[Stored data]
——————————

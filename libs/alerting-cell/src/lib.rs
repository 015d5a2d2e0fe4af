// =====================================================================================
// ALERTING CELL - DE-DUPLICATED, BEST-EFFORT MAINTENANCE ALERTS
// =====================================================================================

pub mod error;
pub mod services;

pub use error::AlertingError;
pub use services::{
    dedup::{DedupStore, InMemoryDedupStore, RedisDedupStore},
    dispatcher::{AlertDispatcher, AlertSummary},
    sinks::{LogSink, NotificationSink, WebhookSink},
};
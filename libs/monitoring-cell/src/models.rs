// =====================================================================================
// MONITORING CELL MODELS
// =====================================================================================

use chrono::{DateTime, Utc};
use serde::{Deserialize, Serialize};

#[derive(Debug, Clone, Copy, PartialEq, Eq, Serialize, Deserialize)]
#[serde(rename_all = "snake_case")]
pub enum HostStatus {
    Monitored,
    Unmonitored,
}

#[derive(Debug, Clone, PartialEq, Serialize, Deserialize)]
pub struct HostInterface {
    pub interface_id: String,
    pub ip: String,
    pub dns: String,
    pub port: String,
}

#[derive(Debug, Clone, PartialEq, Serialize, Deserialize)]
pub struct HostInfo {
    pub host_id: String,
    pub host: String,
    pub name: String,
    pub status: HostStatus,
    pub interfaces: Vec<HostInterface>,
}

/// A metric item registered on a backend host.
#[derive(Debug, Clone, PartialEq, Serialize, Deserialize)]
pub struct BackendItem {
    pub item_id: String,
    pub host_id: String,
    pub name: String,
    pub key: String,
    /// Backend storage type: 0 float, 1 character, 2 log, 3 unsigned, 4 text.
    pub value_type: u8,
    pub units: String,
}

impl BackendItem {
    pub fn is_numeric(&self) -> bool {
        matches!(self.value_type, 0 | 3)
    }
}

#[derive(Debug, Clone, Copy, PartialEq, Serialize, Deserialize)]
pub struct HistoryPoint {
    pub clock: DateTime<Utc>,
    pub value: f64,
}
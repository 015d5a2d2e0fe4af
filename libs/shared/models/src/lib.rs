pub mod alert;
pub mod assessment;
pub mod asset;
pub mod error;
pub mod metrics;

pub use alert::{AlertEvent, AlertKey};
pub use assessment::{Anomaly, AnomalySeverity, HealthAssessment, RiskLevel, NEUTRAL_HEALTH_SCORE};
pub use asset::{Asset, AssetCategory, MaintenanceEvent};
pub use error::AppError;
pub use metrics::{
    MetricFamily, MetricSample, MetricSummary, TrendAnalysis, TrendDirection, TrendSignificance,
};
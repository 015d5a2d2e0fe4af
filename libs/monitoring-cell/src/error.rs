use chrono::{DateTime, Utc};
use thiserror::Error;

#[derive(Error, Debug, Clone)]
pub enum MetricsError {
    #[error("Monitoring backend unavailable: {0}")]
    BackendUnavailable(String),

    #[error("Host not found in monitoring backend: {0}")]
    HostNotFound(String),

    #[error("Invalid time range: from {from} is after to {to}")]
    InvalidTimeRange {
        from: DateTime<Utc>,
        to: DateTime<Utc>,
    },

    #[error("Monitoring backend protocol error: {0}")]
    Protocol(String),
}

impl MetricsError {
    /// Errors worth retrying with backoff.
    pub fn is_transient(&self) -> bool {
        matches!(self, MetricsError::BackendUnavailable(_))
    }
}

impl From<reqwest::Error> for MetricsError {
    fn from(err: reqwest::Error) -> Self {
        if err.is_decode() {
            MetricsError::Protocol(err.to_string())
        } else {
            MetricsError::BackendUnavailable(err.to_string())
        }
    }
}
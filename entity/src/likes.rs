//! # 点赞实体定义
//!
//! (post_id, user_id) 上有唯一索引，保证同一用户对同一帖子只能点赞一次

use sea_orm::entity::prelude::*;
use sea_orm::Set;
use serde::{Deserialize, Serialize};

/// 点赞实体
#[derive(Clone, Debug, PartialEq, DeriveEntityModel, Eq, Serialize, Deserialize)]
#[sea_orm(table_name = "likes")]
pub struct Model {
    #[sea_orm(primary_key, auto_increment = false)]
    pub id: String,
    /// 被点赞的帖子ID (外键)
    pub post_id: String,
    /// 点赞用户ID (外键)
    pub user_id: String,
    pub created_at: DateTime,
}

#[derive(Copy, Clone, Debug, EnumIter, DeriveRelation)]
pub enum Relation {
    #[sea_orm(
        belongs_to = "super::posts::Entity",
        from = "Column::PostId",
        to = "super::posts::Column::Id",
        on_update = "Cascade",
        on_delete = "Cascade"
    )]
    Post,
    #[sea_orm(
        belongs_to = "super::users::Entity",
        from = "Column::UserId",
        to = "super::users::Column::Id",
        on_update = "Cascade",
        on_delete = "Cascade"
    )]
    User,
}

impl Related<super::posts::Entity> for Entity {
    fn to() -> RelationDef {
        Relation::Post.def()
    }
}

impl Related<super::users::Entity> for Entity {
    fn to() -> RelationDef {
        Relation::User.def()
    }
}

#[async_trait::async_trait]
impl ActiveModelBehavior for ActiveModel {
    async fn before_save<C>(mut self, _db: &C, insert: bool) -> Result<Self, DbErr>
    where
        C: ConnectionTrait,
    {
        if insert {
            if self.id.is_not_set() {
                self.id = Set(uuid::Uuid::new_v4().to_string());
            }
            if self.created_at.is_not_set() {
                self.created_at = Set(chrono::Utc::now().naive_utc());
            }
        }
        Ok(self)
    }
}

——————————

PROBLEM DETAILS. Search the entries for the word "BackendItem", then copy every line in which it is found.

YOUR SOLUTION.
pub struct BackendItem {
impl BackendItem {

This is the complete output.